• _EXERCISE REQUIREMENTS_: Whenever a line of the entries below holds the string "MessageType", copy that line and return it.

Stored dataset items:
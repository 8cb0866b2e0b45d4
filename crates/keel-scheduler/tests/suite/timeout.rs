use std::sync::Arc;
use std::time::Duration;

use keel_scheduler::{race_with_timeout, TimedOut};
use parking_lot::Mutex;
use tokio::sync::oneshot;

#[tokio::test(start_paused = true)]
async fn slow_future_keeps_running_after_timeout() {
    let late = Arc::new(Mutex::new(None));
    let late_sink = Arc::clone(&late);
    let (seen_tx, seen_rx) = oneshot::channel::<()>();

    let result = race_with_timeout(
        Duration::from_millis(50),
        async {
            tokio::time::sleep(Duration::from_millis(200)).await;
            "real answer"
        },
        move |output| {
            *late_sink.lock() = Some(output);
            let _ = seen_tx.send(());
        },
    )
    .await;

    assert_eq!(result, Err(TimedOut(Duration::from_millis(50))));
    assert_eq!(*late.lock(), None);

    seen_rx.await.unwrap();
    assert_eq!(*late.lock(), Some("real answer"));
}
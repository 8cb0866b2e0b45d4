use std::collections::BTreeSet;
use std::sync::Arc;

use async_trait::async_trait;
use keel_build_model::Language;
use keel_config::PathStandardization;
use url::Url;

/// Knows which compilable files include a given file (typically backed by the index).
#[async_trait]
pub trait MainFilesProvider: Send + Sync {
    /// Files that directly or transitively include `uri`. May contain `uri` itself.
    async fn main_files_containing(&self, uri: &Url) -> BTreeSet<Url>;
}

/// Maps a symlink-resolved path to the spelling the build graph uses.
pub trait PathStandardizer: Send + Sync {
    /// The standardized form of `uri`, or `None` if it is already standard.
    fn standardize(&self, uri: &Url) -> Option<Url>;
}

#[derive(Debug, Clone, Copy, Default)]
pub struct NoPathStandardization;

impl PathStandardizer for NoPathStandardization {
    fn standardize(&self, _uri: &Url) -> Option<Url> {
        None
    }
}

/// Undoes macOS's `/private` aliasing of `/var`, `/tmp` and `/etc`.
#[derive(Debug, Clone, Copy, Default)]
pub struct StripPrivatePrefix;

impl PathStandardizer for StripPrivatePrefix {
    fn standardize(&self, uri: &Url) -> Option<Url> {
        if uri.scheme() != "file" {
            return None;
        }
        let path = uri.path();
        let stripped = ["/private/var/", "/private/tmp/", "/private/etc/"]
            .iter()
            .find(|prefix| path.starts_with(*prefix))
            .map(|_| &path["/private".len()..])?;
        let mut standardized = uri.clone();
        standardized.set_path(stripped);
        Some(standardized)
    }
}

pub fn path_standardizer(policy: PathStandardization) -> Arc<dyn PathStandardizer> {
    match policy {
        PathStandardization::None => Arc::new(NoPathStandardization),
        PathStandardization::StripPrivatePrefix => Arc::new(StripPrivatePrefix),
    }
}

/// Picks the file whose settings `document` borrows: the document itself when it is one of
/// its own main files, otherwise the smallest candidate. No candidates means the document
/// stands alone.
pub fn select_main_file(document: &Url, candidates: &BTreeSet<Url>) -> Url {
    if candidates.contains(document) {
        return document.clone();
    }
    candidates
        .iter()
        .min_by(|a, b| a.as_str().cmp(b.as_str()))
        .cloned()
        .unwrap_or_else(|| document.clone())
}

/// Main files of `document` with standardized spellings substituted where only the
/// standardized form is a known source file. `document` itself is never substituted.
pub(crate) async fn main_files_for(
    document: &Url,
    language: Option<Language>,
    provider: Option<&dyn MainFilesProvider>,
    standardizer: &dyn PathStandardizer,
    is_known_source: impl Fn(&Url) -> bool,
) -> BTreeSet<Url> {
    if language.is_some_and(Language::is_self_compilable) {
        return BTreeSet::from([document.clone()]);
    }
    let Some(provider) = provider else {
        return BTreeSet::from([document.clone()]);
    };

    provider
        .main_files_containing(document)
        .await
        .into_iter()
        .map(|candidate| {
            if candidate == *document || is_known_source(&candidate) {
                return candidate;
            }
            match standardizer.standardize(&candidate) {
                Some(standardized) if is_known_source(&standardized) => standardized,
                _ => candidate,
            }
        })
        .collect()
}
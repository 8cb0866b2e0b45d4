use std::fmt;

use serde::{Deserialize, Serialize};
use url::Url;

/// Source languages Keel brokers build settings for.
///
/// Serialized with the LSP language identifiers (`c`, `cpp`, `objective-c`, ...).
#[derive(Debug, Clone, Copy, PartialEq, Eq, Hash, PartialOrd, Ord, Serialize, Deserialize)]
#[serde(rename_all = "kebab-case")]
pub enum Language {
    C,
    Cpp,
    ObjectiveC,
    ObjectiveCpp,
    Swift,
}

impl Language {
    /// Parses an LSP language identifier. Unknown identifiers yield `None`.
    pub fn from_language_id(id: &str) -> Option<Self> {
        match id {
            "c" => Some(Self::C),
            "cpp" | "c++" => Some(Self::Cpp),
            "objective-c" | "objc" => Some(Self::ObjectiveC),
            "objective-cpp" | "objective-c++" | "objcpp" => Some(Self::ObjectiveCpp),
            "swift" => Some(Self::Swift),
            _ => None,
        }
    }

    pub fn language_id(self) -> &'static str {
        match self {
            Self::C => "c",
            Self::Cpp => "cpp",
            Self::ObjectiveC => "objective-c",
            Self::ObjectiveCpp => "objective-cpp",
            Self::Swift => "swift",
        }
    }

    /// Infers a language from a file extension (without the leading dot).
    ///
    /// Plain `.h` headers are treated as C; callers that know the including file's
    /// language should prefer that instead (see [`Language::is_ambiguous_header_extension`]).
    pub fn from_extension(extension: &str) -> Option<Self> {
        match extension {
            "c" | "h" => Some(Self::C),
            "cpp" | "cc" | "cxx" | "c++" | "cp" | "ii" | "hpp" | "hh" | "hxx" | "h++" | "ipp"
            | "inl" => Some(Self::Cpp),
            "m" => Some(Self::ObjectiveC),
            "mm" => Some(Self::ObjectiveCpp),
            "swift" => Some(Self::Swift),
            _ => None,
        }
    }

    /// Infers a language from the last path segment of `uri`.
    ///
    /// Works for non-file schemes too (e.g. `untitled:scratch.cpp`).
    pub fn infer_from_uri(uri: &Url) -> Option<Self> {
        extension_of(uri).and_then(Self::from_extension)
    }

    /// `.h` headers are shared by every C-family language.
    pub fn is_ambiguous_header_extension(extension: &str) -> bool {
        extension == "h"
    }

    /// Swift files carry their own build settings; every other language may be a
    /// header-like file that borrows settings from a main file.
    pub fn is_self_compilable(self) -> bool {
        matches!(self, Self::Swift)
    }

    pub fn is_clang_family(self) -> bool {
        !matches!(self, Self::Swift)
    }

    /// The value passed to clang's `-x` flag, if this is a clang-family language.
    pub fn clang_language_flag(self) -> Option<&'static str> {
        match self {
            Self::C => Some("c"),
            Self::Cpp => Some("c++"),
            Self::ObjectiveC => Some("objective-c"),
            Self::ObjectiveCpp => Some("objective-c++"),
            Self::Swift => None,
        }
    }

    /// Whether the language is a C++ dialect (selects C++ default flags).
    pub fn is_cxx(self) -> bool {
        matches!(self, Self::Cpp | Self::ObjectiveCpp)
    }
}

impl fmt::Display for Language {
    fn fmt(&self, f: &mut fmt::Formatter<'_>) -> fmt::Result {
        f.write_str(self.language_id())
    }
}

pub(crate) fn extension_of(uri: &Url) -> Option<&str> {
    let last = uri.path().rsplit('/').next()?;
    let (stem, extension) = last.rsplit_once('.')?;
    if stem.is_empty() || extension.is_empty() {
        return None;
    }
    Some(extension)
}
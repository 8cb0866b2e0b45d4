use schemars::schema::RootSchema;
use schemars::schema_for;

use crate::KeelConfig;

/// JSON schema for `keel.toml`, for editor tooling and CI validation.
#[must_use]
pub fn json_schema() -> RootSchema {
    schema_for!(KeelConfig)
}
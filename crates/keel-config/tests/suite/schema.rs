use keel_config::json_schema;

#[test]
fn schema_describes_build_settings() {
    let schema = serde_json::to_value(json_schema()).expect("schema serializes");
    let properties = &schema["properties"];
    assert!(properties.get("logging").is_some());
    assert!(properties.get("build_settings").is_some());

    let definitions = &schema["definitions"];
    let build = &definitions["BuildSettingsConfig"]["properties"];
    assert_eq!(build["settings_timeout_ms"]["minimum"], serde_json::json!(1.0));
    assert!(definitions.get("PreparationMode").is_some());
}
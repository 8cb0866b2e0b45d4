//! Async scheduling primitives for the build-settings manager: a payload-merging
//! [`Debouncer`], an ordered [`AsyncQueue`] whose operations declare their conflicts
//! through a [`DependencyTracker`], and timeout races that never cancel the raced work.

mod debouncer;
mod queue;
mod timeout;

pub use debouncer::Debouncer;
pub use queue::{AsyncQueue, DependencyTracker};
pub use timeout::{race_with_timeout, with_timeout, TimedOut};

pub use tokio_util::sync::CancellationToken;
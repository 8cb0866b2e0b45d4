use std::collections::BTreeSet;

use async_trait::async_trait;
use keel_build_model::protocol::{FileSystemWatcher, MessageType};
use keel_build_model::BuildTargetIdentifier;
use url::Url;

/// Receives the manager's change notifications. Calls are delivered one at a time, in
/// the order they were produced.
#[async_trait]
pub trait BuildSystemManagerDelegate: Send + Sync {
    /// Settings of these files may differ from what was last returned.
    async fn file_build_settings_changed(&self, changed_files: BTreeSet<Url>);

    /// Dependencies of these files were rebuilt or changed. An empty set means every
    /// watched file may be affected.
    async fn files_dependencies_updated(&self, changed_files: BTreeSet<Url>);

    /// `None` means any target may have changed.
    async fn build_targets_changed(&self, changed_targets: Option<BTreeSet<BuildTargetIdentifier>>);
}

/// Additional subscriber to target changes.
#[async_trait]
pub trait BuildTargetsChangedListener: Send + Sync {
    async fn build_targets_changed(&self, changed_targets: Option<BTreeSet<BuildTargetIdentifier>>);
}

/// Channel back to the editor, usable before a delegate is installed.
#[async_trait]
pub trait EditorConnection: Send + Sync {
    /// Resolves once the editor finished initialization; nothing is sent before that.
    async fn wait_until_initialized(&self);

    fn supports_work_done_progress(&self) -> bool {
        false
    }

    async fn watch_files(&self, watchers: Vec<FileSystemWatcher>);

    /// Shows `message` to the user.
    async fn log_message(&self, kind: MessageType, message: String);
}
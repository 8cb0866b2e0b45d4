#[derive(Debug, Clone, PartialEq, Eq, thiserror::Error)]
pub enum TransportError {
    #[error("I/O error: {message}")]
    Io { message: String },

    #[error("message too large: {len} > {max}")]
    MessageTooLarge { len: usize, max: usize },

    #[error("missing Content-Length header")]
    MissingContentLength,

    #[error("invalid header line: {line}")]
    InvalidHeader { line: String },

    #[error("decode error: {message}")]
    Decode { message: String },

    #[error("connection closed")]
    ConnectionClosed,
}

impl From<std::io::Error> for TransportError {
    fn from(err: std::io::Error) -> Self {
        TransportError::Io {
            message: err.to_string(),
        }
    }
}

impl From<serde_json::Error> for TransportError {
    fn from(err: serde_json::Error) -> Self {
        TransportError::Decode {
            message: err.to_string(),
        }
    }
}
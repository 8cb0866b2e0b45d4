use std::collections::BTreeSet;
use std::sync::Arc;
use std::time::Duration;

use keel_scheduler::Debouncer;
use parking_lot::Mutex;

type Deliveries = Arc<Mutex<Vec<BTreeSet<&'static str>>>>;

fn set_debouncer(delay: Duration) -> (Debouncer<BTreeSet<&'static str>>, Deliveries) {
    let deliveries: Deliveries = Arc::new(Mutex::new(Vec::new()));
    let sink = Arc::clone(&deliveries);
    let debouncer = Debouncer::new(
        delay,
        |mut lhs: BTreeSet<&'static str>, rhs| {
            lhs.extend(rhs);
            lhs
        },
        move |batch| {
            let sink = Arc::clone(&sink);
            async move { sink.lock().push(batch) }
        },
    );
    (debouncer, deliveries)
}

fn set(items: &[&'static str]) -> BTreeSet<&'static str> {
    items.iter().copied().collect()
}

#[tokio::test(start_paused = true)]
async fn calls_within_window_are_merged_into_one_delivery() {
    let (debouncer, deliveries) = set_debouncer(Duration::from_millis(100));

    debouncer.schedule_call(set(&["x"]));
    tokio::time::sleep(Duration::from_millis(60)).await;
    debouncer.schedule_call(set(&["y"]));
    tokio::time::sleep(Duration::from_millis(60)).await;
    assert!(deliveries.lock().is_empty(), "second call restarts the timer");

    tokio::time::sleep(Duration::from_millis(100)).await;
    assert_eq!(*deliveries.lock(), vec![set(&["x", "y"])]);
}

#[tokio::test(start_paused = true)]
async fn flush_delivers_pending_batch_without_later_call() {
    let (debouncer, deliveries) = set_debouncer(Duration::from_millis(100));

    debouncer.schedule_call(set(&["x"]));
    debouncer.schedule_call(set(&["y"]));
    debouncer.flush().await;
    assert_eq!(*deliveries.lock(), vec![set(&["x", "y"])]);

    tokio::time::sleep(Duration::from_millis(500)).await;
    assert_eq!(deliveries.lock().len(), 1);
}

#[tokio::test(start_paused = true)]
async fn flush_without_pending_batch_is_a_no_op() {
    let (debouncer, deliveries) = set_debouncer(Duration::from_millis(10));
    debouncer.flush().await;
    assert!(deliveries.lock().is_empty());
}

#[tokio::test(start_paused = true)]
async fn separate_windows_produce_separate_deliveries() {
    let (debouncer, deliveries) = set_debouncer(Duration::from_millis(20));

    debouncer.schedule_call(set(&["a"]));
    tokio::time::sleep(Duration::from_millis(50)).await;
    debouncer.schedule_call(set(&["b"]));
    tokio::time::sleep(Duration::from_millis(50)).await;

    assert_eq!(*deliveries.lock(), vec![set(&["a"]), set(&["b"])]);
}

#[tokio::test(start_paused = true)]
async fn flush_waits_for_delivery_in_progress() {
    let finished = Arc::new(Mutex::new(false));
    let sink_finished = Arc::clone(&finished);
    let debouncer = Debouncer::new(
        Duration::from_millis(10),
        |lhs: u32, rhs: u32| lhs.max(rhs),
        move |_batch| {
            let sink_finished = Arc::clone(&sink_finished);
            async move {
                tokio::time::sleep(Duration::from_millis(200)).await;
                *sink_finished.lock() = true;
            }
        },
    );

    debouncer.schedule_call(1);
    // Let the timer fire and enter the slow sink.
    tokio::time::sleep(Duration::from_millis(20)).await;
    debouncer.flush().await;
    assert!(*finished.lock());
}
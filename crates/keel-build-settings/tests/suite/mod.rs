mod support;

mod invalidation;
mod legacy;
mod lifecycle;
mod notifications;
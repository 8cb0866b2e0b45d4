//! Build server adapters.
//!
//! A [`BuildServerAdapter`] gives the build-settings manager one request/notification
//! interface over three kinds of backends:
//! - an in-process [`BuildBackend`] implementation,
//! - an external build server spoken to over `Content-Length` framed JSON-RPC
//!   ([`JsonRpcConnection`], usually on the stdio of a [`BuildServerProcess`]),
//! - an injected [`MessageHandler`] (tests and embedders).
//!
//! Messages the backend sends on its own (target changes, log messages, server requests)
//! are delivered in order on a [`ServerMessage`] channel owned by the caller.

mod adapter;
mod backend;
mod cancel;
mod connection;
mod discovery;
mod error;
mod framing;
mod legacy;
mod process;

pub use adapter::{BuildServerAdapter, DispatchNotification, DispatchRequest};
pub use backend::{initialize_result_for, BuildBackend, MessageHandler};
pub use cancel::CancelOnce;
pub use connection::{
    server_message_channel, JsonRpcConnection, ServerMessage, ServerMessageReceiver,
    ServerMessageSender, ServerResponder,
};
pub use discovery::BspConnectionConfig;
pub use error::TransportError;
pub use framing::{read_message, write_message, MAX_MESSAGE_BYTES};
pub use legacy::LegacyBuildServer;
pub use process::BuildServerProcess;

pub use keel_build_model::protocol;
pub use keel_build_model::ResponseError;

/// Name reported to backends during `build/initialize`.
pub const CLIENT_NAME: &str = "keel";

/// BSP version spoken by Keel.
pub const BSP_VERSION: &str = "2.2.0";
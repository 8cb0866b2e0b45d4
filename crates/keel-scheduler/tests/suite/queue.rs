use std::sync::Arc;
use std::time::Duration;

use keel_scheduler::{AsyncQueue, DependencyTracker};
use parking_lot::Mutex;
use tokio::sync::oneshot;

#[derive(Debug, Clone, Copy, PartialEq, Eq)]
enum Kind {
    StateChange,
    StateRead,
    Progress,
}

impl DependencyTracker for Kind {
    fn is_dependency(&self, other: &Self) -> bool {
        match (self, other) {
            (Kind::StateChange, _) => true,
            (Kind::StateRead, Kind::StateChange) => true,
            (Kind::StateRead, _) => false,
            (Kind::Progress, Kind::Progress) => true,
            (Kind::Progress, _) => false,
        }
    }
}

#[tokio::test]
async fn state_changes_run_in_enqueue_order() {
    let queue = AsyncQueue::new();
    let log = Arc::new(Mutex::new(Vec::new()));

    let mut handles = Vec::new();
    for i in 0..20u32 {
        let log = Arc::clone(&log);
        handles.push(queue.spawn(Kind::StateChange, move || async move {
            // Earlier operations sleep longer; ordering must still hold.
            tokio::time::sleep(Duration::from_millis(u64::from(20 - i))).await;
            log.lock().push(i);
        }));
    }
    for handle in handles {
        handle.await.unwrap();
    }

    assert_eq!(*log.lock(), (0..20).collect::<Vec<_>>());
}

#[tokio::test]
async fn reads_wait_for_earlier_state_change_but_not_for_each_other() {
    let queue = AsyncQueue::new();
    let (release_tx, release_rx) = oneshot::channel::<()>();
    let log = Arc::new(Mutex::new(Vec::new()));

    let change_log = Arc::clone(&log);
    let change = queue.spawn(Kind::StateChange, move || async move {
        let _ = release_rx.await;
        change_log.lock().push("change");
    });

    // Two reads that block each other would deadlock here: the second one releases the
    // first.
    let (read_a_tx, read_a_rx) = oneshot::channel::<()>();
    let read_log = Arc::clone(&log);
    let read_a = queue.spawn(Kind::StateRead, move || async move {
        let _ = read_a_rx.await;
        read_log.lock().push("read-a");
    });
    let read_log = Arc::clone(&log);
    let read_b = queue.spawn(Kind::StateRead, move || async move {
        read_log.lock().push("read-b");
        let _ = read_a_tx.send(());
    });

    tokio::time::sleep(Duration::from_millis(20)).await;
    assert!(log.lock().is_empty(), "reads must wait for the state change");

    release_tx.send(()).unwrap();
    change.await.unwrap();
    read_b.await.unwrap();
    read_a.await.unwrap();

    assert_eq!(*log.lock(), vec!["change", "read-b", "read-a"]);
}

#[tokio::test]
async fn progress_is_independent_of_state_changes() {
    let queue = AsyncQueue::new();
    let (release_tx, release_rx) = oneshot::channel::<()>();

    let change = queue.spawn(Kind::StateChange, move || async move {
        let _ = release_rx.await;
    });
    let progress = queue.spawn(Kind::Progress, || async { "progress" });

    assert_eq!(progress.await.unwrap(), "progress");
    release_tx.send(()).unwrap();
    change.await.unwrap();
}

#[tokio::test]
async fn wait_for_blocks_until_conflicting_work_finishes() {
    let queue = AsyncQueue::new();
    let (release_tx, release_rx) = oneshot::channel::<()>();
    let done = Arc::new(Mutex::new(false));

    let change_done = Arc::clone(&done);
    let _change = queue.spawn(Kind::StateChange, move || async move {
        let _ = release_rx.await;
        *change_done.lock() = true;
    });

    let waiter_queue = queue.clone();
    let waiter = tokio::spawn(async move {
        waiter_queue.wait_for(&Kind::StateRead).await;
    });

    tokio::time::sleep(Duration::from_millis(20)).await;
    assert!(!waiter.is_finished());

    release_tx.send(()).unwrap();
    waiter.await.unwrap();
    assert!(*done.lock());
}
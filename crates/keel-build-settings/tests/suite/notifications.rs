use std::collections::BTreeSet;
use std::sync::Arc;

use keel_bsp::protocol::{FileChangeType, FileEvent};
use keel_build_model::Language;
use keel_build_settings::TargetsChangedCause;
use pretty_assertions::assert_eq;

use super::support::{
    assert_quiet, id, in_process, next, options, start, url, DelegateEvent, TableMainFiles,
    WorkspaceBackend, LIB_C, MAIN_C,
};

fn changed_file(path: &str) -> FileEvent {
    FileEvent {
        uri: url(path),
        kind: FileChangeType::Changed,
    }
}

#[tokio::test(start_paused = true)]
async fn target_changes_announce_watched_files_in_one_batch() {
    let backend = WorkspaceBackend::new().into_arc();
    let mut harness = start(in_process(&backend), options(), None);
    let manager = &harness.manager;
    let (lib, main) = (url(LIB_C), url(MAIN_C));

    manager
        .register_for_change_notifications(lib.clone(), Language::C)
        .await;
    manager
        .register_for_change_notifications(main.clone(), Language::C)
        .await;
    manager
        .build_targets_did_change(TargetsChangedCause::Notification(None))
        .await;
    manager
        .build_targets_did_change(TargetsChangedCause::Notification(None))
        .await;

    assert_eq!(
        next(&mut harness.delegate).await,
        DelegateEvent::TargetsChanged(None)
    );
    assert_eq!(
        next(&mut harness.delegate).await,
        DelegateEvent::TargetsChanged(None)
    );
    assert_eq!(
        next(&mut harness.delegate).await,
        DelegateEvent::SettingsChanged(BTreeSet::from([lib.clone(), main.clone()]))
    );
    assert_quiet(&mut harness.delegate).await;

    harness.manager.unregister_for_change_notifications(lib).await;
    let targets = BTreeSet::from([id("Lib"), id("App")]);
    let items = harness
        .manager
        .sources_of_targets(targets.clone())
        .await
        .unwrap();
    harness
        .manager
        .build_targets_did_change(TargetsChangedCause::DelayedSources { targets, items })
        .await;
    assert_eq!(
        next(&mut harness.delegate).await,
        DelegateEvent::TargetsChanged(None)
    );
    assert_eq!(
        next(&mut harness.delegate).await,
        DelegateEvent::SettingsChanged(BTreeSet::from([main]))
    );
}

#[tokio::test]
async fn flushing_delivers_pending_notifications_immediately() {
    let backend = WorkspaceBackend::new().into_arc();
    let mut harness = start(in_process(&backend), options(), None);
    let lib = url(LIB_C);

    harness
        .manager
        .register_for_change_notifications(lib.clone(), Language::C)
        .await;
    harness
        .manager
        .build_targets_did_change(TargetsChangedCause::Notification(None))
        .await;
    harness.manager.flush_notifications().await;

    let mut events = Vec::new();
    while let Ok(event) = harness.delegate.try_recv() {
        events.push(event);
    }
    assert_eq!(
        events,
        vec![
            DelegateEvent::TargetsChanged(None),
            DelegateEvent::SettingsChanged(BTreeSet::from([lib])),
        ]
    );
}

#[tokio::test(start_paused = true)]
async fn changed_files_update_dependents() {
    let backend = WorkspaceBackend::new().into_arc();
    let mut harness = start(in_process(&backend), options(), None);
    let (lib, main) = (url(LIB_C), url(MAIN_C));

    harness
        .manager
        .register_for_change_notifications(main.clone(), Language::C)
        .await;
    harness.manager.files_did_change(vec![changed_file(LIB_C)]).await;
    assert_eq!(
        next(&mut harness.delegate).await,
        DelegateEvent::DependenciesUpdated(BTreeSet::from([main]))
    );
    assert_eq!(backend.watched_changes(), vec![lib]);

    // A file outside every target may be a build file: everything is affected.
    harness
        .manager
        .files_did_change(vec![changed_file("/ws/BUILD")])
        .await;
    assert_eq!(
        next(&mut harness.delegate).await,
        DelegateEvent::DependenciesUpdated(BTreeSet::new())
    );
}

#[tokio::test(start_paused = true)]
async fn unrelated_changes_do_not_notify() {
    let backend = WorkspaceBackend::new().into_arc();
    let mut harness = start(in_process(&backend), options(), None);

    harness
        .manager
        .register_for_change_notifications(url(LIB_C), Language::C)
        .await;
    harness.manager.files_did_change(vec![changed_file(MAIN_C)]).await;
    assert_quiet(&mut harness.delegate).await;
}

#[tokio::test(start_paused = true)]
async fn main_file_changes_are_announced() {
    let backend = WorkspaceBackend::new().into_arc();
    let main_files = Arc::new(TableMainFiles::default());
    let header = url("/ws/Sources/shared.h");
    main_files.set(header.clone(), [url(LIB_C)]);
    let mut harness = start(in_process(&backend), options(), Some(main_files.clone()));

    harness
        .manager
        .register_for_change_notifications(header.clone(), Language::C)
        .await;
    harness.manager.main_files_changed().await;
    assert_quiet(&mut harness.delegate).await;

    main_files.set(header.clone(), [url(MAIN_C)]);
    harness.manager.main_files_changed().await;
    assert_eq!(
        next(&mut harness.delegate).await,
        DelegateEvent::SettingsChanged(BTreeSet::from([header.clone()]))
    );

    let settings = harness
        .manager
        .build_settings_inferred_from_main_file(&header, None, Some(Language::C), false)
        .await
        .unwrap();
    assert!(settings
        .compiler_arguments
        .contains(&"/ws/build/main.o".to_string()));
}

• _RESULT BELOW_:
use keel_build_model::protocol::{FileSystemWatcher, MessageType};
    async fn log_message(&self, kind: MessageType, message: String);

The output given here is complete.